| Exercise goal |
The lines to copy from the listing below are those that contain the string "BatchRunner".

| Supplied material |
▽
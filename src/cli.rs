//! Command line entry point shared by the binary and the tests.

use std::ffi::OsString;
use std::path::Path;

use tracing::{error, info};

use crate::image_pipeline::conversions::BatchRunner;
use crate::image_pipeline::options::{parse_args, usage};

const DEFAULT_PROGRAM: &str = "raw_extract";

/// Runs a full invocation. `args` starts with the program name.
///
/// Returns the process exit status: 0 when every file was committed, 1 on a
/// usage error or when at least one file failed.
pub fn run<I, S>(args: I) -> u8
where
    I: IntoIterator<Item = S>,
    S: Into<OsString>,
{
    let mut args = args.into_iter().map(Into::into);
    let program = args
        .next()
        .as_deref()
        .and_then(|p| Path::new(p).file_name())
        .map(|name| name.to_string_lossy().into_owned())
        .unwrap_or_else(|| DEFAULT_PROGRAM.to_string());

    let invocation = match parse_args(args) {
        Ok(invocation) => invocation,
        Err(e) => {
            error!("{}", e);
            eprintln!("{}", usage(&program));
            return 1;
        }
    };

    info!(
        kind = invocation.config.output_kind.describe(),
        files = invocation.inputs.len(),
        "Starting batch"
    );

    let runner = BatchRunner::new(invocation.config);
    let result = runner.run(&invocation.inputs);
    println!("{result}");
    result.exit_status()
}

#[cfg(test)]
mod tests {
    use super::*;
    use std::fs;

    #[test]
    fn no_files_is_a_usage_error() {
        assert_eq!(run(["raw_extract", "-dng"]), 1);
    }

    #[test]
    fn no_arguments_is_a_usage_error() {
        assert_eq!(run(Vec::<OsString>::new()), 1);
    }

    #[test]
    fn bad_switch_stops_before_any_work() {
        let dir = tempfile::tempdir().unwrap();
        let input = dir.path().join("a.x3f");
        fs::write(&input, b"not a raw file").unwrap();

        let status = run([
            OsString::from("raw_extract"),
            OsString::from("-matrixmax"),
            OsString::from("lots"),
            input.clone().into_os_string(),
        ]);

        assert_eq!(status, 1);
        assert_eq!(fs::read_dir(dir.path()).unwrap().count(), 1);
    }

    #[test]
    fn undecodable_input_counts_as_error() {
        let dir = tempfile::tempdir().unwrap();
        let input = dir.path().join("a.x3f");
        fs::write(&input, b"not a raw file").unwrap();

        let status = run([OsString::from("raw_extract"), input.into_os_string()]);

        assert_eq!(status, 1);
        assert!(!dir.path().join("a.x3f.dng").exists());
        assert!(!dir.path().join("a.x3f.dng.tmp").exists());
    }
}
△
▽
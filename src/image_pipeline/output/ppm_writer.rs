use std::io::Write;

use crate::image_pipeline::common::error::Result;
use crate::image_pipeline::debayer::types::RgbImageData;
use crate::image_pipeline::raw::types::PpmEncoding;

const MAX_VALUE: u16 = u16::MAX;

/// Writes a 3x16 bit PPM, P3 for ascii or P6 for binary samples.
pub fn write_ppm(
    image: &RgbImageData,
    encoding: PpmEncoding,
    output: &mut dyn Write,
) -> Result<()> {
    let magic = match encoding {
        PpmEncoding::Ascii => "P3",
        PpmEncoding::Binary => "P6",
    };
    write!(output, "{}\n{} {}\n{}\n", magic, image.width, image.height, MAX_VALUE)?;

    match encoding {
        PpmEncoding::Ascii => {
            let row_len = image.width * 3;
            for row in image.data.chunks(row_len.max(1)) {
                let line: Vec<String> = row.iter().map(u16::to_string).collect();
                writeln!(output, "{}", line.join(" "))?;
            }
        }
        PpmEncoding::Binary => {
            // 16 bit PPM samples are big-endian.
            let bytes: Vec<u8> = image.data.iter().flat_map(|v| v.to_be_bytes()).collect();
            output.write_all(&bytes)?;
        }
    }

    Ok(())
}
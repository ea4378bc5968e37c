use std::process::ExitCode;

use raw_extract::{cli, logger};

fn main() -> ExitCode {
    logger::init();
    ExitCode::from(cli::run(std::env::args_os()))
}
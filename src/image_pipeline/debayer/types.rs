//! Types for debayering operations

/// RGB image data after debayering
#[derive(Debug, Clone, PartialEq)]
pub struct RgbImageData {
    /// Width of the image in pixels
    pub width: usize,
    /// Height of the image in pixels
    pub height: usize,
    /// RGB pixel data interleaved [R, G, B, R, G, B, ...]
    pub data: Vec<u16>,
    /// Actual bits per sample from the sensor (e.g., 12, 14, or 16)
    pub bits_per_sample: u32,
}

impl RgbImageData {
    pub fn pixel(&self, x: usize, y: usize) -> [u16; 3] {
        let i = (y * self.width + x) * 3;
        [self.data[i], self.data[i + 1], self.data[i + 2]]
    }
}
△
| Response for this exercise |
use crate::image_pipeline::conversions::BatchRunner;
    let runner = BatchRunner::new(invocation.config);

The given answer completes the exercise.